> [Assigned task] Scan the data below for lines holding the word "usize", and copy each line found.
**** Dataset ****
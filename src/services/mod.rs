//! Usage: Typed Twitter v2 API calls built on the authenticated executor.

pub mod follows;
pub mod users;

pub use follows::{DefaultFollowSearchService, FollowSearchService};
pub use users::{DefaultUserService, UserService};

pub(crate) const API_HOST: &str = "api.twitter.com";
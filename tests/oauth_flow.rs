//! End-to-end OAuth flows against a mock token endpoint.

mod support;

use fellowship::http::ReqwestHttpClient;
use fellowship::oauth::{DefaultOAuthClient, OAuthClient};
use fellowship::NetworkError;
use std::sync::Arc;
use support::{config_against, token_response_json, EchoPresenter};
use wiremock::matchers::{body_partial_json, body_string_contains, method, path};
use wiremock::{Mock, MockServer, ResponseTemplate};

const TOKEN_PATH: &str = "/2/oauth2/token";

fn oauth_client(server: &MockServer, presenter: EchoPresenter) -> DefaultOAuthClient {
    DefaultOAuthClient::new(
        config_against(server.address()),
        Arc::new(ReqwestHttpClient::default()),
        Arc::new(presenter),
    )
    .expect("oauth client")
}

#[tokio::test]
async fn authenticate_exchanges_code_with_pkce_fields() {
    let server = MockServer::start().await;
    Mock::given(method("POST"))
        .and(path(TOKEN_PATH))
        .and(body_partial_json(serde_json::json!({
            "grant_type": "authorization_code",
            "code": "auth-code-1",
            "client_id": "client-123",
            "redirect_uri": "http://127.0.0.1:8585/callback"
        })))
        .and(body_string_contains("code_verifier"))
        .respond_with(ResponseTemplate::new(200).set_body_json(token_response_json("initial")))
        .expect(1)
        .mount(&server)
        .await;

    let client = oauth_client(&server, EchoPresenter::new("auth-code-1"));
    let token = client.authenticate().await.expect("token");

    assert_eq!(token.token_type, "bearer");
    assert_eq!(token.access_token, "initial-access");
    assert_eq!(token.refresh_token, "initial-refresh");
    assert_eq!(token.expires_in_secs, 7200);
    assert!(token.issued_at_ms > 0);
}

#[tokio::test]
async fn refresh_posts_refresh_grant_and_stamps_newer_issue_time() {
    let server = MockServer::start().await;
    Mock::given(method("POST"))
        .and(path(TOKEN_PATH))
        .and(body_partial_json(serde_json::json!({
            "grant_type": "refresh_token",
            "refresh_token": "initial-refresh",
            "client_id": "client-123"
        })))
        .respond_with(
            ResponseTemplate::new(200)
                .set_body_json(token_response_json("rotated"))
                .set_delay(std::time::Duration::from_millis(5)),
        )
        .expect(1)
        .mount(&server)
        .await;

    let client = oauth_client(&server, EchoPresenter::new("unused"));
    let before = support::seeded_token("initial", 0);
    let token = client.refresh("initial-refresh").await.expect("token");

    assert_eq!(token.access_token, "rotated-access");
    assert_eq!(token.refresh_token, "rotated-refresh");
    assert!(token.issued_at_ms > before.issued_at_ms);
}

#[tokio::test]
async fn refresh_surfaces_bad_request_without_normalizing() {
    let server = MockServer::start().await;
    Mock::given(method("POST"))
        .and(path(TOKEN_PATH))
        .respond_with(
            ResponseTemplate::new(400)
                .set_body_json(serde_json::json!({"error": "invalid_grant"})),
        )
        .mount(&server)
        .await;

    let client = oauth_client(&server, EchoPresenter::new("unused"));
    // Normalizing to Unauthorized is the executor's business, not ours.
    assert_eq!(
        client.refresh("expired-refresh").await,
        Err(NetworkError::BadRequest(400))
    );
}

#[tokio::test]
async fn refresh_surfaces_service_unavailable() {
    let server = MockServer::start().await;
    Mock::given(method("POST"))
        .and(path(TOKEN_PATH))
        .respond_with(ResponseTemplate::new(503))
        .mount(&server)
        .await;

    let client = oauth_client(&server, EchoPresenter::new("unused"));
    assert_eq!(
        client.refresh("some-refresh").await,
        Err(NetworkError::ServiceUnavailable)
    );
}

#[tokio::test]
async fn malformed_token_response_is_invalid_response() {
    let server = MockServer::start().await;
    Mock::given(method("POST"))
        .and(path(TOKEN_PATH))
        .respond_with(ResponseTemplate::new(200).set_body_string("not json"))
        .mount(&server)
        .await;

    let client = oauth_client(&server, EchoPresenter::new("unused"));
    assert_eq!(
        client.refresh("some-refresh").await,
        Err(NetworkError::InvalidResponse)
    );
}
****
**** Dataset ****
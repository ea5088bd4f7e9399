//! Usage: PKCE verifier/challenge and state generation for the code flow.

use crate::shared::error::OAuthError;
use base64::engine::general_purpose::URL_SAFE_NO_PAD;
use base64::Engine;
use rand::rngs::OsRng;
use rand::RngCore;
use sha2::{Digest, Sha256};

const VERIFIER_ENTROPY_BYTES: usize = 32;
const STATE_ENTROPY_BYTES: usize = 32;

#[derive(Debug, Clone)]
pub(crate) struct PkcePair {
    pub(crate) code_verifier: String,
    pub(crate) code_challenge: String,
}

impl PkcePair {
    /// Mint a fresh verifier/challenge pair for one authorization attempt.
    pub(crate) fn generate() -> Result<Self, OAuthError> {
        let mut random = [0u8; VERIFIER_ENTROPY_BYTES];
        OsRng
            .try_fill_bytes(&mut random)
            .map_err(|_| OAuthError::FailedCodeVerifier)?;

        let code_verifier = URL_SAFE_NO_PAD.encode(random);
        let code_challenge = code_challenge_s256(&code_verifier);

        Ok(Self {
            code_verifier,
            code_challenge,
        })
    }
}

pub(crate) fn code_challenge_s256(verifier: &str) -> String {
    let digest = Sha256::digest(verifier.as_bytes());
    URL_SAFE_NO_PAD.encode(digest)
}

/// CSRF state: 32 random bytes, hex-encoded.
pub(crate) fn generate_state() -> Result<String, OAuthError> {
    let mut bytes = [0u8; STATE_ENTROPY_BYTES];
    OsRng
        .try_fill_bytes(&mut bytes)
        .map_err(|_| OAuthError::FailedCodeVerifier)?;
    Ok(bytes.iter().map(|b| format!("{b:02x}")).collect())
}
****
**** Dataset ****
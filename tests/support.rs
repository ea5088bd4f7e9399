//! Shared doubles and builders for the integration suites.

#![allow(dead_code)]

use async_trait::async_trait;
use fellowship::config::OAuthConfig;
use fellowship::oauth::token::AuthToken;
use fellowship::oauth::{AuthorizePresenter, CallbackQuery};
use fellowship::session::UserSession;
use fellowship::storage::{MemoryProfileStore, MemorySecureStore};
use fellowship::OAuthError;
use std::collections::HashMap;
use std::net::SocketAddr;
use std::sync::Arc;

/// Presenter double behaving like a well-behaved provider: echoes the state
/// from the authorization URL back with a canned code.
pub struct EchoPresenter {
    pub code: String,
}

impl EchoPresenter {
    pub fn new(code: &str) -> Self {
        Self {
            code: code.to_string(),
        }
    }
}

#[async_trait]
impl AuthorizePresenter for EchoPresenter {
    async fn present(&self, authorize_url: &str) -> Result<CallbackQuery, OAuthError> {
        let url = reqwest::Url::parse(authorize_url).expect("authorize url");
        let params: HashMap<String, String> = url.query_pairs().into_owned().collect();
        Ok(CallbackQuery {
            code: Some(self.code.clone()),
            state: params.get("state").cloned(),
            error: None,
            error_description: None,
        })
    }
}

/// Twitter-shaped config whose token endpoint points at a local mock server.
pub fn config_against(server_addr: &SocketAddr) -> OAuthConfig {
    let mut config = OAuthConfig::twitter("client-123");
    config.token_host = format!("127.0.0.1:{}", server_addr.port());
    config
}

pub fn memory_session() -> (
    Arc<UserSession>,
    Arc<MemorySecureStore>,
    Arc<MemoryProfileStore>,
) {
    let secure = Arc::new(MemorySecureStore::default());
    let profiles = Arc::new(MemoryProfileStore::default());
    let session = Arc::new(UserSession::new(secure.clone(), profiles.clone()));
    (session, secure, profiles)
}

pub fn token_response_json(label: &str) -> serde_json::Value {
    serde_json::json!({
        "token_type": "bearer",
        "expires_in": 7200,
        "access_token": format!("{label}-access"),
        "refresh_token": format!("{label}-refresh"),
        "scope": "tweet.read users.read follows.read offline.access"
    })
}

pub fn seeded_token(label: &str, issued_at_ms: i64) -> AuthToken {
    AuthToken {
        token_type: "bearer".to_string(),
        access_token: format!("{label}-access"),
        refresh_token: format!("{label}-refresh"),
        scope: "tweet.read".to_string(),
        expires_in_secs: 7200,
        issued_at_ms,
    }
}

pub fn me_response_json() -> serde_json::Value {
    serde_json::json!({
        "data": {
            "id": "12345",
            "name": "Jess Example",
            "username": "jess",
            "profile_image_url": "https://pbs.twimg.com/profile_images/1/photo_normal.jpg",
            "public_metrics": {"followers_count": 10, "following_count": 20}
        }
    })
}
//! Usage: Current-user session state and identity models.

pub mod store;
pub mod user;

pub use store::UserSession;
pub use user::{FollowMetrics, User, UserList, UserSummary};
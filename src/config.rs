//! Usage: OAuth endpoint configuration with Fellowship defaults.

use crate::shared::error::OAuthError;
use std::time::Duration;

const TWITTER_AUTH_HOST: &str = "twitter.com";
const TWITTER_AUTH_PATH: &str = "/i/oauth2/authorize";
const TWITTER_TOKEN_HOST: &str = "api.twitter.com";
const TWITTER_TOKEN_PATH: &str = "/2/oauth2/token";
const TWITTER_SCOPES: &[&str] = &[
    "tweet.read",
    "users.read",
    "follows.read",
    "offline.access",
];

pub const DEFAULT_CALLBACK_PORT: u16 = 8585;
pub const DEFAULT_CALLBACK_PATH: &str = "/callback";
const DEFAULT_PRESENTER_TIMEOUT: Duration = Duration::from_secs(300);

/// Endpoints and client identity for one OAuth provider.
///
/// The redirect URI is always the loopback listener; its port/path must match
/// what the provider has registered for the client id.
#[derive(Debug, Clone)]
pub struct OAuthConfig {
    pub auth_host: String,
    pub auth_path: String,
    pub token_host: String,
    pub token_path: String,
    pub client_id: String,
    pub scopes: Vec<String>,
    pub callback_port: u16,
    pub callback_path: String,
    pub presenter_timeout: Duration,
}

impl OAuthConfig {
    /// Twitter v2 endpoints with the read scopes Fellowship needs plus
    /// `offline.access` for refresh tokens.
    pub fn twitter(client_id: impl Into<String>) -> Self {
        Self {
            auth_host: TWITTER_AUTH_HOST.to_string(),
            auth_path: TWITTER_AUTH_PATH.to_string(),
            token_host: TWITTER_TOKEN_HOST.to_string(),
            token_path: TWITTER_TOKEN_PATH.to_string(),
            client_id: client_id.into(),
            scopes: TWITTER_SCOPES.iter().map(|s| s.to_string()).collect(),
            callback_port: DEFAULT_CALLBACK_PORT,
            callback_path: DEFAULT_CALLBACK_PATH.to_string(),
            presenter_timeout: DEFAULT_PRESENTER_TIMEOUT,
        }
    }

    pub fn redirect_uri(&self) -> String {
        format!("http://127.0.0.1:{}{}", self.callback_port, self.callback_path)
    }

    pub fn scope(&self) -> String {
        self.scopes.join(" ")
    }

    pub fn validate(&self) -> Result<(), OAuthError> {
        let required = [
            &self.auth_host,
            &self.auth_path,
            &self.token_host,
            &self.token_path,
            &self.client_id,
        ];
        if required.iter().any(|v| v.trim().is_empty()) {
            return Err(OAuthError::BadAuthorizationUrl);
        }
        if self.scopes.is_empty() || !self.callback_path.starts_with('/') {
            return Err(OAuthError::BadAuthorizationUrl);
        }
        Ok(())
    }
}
****
> [Written answer]
const VERIFIER_ENTROPY_BYTES: usize = 32;
const STATE_ENTROPY_BYTES: usize = 32;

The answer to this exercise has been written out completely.